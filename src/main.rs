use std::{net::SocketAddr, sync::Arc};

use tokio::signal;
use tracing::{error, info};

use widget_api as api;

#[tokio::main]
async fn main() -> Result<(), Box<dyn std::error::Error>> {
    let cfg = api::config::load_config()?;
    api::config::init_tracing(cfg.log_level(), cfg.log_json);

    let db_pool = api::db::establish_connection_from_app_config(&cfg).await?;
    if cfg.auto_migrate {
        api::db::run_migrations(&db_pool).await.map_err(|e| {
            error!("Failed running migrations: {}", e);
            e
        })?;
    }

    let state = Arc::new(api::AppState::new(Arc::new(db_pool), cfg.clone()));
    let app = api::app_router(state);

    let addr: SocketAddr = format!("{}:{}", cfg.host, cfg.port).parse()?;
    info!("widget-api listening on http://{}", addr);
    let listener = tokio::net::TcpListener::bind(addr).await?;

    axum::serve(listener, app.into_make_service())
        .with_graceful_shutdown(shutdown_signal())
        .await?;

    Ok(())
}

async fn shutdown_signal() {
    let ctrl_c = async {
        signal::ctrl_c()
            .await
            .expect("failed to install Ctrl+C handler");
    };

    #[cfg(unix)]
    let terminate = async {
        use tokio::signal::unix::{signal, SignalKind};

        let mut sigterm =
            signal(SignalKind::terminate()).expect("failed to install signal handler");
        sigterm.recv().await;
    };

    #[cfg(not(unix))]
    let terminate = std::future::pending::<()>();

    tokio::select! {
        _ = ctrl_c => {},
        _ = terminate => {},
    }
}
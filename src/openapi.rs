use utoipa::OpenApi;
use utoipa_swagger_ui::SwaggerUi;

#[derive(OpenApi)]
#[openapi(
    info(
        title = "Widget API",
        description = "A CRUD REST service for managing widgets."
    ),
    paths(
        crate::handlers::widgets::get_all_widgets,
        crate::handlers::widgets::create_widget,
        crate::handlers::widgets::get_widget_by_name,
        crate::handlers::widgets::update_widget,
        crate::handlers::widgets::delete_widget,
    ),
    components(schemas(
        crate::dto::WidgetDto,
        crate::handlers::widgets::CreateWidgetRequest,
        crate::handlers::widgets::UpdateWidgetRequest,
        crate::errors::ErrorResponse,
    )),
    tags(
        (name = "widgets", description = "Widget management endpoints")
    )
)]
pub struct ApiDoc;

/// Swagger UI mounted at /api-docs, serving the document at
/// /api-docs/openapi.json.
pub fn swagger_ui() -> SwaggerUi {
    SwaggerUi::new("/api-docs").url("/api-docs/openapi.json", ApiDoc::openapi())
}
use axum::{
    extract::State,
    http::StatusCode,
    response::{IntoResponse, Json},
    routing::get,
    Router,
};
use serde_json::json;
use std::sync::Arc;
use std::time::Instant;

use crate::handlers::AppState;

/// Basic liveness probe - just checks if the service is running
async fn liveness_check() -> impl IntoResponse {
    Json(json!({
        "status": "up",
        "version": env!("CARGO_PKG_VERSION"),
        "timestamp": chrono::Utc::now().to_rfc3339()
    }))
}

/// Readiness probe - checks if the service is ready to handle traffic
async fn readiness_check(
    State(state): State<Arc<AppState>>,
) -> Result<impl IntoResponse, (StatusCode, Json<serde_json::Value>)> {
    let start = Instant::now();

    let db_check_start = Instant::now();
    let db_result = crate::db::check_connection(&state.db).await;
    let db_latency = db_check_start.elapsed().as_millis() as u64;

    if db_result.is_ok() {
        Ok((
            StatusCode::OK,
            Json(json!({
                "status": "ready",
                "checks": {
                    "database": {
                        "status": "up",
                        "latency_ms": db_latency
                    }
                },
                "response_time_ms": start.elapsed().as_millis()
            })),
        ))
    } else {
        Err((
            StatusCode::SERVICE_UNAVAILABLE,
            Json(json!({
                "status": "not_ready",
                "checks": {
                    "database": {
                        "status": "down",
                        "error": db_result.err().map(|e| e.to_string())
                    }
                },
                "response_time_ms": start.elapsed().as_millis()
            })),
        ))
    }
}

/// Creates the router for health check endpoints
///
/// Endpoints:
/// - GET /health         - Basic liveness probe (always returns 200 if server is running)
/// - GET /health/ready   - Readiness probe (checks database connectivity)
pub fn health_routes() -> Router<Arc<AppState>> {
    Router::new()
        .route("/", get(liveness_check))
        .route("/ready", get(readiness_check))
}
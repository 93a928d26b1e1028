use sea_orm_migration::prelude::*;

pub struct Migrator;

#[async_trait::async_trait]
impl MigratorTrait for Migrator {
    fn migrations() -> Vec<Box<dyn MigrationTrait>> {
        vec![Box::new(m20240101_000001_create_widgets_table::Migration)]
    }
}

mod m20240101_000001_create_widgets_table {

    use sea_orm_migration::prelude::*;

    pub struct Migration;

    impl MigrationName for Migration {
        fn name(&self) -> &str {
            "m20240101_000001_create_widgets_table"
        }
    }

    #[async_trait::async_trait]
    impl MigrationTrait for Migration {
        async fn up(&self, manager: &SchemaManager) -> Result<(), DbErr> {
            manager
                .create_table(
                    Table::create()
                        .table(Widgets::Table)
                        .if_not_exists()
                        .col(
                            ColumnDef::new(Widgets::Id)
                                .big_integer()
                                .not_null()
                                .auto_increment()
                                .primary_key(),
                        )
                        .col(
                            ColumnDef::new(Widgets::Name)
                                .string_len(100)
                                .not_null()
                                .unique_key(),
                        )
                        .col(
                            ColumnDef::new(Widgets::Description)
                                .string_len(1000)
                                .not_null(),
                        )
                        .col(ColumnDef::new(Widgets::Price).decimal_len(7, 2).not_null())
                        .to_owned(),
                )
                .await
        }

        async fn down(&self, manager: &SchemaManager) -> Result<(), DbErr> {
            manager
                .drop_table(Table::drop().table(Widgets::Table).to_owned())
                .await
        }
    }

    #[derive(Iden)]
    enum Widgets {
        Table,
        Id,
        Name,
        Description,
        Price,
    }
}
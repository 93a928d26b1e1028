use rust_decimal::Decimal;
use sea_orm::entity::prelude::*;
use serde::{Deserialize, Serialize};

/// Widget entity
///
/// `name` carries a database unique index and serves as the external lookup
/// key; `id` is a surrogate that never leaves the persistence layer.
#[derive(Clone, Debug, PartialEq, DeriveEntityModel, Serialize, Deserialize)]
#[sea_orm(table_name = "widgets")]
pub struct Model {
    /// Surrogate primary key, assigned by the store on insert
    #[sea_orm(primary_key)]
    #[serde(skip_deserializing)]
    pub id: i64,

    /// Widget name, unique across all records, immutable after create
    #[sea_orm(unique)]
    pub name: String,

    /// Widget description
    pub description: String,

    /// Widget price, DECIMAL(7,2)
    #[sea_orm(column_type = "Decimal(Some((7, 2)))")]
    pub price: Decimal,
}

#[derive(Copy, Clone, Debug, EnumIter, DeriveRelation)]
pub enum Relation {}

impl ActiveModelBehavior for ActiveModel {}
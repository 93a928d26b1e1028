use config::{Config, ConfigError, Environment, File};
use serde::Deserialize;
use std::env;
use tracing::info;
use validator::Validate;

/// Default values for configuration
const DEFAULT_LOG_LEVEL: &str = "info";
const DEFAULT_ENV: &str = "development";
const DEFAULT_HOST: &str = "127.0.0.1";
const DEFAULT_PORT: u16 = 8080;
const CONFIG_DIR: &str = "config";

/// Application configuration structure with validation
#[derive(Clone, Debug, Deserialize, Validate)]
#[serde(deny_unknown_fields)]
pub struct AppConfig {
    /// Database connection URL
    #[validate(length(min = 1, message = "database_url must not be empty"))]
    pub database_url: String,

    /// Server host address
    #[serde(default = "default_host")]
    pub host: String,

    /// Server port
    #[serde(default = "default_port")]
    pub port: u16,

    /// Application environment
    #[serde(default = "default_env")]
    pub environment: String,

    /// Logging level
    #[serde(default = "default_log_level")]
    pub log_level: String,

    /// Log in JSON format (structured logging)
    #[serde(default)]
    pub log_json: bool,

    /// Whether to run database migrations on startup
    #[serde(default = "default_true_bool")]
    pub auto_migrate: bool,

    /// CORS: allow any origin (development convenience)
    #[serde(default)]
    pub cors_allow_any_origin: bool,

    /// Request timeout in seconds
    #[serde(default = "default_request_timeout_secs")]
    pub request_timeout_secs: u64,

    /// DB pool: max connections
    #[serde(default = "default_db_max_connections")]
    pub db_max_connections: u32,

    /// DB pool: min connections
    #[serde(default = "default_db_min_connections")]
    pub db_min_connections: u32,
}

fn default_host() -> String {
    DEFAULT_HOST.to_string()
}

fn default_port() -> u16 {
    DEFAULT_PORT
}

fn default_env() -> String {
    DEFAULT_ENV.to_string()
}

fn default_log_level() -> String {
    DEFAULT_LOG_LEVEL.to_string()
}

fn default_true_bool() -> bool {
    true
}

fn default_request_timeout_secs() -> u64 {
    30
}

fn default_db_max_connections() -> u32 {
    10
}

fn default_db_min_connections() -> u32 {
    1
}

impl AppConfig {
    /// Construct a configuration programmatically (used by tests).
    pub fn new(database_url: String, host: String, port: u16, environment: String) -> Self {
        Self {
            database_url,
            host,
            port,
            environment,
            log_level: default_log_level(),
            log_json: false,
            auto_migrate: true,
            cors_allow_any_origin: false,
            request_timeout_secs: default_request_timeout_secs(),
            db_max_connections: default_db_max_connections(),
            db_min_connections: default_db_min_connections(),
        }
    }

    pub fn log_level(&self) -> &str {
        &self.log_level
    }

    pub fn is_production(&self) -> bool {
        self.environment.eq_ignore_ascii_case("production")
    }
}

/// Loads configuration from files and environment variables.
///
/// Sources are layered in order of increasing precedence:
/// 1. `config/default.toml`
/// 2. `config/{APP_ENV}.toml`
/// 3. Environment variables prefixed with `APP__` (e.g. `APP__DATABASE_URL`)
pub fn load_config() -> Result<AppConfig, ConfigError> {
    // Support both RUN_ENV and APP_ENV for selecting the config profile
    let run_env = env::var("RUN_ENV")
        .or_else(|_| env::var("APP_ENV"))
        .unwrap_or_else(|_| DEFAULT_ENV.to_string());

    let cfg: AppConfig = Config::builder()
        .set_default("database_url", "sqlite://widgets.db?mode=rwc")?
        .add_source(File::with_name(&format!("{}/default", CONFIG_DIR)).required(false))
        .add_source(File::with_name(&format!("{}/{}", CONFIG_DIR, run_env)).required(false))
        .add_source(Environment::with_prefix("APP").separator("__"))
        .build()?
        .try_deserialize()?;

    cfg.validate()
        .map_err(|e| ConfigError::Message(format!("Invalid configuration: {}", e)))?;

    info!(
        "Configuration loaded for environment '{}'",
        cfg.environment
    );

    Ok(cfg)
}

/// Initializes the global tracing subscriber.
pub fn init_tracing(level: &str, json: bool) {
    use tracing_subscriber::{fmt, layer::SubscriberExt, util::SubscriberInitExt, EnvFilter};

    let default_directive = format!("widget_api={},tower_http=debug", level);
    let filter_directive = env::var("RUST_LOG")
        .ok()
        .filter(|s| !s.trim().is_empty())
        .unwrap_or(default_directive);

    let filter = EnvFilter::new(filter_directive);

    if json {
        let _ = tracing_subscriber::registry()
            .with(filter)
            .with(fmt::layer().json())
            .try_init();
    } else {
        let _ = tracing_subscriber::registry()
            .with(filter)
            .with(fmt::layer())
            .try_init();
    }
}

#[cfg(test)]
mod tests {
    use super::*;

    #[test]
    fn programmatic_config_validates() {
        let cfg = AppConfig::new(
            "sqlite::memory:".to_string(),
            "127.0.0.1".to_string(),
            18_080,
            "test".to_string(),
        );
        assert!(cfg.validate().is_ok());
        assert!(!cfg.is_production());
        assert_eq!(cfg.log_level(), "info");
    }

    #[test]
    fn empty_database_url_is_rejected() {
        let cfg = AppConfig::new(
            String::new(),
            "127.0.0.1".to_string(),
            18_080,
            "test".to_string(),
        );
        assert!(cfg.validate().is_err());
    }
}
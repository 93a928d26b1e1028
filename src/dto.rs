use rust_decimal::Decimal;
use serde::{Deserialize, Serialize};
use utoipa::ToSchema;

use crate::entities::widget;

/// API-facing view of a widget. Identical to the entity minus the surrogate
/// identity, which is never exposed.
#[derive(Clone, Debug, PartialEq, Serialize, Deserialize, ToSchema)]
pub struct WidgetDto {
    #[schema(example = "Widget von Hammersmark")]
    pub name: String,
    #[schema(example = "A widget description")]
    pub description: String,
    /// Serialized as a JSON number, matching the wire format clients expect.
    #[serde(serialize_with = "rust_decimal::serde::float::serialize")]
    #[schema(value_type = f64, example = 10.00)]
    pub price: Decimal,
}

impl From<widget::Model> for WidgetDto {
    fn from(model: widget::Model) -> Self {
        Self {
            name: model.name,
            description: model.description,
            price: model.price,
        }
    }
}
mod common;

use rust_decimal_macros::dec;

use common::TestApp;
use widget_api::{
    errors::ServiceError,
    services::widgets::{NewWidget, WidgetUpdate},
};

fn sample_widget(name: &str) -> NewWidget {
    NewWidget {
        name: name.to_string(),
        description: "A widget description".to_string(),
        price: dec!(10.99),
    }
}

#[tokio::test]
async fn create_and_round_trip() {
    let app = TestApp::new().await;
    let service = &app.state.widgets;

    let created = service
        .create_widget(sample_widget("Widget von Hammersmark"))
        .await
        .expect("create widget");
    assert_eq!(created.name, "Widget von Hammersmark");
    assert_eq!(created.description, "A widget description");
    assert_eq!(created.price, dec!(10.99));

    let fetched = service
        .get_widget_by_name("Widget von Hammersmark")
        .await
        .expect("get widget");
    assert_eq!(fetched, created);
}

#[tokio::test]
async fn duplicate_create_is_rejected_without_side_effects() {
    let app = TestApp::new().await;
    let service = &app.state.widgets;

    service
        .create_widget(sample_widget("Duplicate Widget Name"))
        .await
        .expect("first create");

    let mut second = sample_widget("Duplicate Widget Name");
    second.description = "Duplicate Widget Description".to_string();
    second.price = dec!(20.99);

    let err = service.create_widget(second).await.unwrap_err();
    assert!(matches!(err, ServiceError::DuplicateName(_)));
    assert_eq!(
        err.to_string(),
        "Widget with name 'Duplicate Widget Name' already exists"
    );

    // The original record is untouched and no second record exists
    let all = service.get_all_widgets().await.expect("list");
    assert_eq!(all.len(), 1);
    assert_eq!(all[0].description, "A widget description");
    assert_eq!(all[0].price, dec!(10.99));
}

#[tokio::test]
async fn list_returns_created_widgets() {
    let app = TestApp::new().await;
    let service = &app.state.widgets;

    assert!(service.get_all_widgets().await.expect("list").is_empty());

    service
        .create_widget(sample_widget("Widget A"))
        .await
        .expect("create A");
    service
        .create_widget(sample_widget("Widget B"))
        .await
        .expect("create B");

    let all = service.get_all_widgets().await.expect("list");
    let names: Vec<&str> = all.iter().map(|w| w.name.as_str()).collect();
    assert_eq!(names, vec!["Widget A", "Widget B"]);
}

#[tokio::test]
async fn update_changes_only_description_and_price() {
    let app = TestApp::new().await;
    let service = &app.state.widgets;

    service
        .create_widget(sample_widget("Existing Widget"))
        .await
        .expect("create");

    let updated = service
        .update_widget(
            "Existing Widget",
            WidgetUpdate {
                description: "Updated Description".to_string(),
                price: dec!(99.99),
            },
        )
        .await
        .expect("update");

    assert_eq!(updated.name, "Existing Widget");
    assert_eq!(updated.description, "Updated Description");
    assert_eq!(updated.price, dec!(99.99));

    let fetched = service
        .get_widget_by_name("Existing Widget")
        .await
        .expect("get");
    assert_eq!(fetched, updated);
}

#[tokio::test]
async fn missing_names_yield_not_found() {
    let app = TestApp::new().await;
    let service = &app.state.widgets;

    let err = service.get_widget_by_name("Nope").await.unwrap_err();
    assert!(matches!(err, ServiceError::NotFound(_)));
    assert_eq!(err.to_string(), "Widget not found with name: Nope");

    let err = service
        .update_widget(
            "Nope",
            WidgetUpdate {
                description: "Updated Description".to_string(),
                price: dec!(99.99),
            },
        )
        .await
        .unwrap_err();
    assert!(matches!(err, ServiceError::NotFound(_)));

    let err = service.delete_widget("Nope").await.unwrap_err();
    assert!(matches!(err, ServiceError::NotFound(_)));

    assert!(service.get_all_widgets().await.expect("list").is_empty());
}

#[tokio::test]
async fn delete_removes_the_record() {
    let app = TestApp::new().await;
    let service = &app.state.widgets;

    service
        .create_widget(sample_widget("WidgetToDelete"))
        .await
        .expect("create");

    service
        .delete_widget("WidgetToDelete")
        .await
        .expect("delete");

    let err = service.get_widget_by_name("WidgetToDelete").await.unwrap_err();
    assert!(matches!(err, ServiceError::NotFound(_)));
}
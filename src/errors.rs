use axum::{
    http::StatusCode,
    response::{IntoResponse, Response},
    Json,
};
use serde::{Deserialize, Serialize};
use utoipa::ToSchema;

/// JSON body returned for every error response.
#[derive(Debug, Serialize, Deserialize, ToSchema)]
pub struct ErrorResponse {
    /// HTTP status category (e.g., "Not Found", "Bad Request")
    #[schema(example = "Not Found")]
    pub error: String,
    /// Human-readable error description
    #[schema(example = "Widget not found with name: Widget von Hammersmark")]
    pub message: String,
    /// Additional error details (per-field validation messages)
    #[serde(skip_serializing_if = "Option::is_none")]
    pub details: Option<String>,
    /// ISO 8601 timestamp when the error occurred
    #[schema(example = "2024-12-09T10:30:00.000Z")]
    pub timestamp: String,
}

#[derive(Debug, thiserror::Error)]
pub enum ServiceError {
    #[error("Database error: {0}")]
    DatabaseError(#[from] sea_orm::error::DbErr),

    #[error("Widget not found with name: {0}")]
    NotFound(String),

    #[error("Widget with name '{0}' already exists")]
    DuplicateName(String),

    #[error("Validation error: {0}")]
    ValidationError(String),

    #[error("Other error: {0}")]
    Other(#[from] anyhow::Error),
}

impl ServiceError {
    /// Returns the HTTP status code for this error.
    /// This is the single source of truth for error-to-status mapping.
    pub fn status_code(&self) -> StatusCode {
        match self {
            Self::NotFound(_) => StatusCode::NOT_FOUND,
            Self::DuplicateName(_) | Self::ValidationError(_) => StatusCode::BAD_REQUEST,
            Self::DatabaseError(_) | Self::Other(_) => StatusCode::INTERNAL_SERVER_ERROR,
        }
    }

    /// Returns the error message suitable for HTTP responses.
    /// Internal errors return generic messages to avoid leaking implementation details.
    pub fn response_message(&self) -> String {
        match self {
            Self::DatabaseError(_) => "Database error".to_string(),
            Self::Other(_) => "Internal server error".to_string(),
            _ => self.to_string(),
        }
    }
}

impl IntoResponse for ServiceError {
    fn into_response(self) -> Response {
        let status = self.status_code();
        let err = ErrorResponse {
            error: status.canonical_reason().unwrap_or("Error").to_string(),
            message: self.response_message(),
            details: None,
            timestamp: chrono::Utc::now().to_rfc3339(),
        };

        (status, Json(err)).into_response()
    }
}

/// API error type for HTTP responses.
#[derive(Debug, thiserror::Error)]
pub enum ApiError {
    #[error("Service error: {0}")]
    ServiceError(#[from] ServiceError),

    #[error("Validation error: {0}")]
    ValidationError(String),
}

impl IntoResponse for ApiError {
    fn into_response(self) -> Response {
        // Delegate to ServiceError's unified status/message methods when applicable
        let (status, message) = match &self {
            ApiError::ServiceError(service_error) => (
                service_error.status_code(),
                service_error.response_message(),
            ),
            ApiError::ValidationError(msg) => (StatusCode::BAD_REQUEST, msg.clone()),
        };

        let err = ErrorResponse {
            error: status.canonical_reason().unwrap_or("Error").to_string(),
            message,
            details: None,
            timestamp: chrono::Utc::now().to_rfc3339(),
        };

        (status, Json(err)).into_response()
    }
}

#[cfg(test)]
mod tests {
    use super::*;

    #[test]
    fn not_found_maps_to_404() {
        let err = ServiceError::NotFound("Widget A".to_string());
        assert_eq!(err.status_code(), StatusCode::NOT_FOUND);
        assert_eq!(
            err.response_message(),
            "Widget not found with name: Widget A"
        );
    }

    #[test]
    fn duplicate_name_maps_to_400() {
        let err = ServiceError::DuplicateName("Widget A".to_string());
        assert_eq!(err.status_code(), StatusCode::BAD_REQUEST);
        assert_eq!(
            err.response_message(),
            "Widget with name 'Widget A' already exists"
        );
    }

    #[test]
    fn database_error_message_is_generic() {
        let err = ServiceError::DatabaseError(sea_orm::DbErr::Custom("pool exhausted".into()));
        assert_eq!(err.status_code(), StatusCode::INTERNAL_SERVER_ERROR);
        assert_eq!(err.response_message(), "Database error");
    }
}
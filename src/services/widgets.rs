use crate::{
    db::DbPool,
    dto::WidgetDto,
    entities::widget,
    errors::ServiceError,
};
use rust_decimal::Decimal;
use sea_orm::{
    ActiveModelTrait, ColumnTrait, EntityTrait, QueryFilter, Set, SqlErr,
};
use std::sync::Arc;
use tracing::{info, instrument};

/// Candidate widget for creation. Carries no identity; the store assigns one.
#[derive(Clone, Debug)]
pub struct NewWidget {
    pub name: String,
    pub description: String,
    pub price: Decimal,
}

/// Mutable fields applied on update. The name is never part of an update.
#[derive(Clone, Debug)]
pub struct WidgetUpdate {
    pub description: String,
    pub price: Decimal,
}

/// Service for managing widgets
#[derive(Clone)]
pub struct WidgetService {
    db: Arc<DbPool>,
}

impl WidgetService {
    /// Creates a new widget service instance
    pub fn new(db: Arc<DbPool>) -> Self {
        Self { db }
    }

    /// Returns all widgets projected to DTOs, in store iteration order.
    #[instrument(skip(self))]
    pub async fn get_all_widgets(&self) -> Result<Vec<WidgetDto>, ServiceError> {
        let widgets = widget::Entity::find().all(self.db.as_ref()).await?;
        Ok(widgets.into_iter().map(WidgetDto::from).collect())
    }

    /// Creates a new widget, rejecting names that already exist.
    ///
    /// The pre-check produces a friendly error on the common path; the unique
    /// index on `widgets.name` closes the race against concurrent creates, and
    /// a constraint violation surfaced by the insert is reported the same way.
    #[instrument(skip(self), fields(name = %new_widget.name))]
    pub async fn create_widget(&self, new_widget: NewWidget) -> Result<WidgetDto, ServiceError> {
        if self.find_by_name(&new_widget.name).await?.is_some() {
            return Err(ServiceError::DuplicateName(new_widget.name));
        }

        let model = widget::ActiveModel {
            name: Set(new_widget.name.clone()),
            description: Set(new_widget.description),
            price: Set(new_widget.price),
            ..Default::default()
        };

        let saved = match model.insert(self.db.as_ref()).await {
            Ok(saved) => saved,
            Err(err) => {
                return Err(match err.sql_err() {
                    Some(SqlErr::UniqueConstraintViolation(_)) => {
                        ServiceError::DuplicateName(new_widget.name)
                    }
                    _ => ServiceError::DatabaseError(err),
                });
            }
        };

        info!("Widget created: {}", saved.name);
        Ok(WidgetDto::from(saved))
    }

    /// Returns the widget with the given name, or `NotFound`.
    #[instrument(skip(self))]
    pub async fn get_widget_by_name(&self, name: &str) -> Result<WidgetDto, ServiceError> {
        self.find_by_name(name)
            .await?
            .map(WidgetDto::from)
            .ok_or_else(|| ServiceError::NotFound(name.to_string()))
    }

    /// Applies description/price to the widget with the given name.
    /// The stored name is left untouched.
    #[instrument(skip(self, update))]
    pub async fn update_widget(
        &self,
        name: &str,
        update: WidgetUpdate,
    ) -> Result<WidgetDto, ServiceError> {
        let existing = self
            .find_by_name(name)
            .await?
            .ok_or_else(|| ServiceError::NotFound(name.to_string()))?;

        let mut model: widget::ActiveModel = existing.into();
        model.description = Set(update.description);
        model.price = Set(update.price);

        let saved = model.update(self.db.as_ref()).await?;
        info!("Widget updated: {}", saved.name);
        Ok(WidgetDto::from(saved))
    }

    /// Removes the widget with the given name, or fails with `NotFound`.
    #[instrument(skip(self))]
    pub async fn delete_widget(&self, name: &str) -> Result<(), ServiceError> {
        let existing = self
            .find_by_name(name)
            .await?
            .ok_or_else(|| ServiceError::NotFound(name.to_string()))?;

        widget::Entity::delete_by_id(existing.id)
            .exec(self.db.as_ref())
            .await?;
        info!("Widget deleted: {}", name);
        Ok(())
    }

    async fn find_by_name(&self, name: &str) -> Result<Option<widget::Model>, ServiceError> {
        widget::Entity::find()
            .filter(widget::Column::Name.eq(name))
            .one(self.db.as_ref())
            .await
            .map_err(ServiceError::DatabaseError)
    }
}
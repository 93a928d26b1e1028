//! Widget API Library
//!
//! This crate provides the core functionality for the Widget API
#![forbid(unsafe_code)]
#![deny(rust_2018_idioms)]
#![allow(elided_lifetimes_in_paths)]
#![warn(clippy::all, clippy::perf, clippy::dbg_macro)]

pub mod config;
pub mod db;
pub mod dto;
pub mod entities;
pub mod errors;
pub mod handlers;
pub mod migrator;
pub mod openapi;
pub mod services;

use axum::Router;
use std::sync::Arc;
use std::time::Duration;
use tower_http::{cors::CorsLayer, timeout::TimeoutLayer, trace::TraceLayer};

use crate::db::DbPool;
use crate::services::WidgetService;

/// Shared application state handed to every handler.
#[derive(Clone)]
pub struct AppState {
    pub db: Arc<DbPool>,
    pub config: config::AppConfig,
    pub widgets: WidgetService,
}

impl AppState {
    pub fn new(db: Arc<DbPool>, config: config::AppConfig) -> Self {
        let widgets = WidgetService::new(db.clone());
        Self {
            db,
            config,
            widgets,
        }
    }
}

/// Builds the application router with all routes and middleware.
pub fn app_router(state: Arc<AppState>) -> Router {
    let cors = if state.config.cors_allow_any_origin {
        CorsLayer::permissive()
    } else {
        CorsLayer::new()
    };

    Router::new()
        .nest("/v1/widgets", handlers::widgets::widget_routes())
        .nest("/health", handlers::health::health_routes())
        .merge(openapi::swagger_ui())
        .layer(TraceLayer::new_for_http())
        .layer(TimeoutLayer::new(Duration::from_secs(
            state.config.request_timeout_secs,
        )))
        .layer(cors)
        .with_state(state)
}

### TASK
For the listing above, print only the lines starting at the line containing "widget service instance" and ending at the line containing "#[instrument(skip(self), fields(name = %new_widget.name))]", exactly, both included.

### THE COMPLETED TASK
    /// Creates a new widget service instance
    pub fn new(db: Arc<DbPool>) -> Self {
        Self { db }
    }

    /// Returns all widgets projected to DTOs, in store iteration order.
    #[instrument(skip(self))]
    pub async fn get_all_widgets(&self) -> Result<Vec<WidgetDto>, ServiceError> {
        let widgets = widget::Entity::find().all(self.db.as_ref()).await?;
        Ok(widgets.into_iter().map(WidgetDto::from).collect())
    }

    /// Creates a new widget, rejecting names that already exist.
    ///
    /// The pre-check produces a friendly error on the common path; the unique
    /// index on `widgets.name` closes the race against concurrent creates, and
    /// a constraint violation surfaced by the insert is reported the same way.
    #[instrument(skip(self), fields(name = %new_widget.name))]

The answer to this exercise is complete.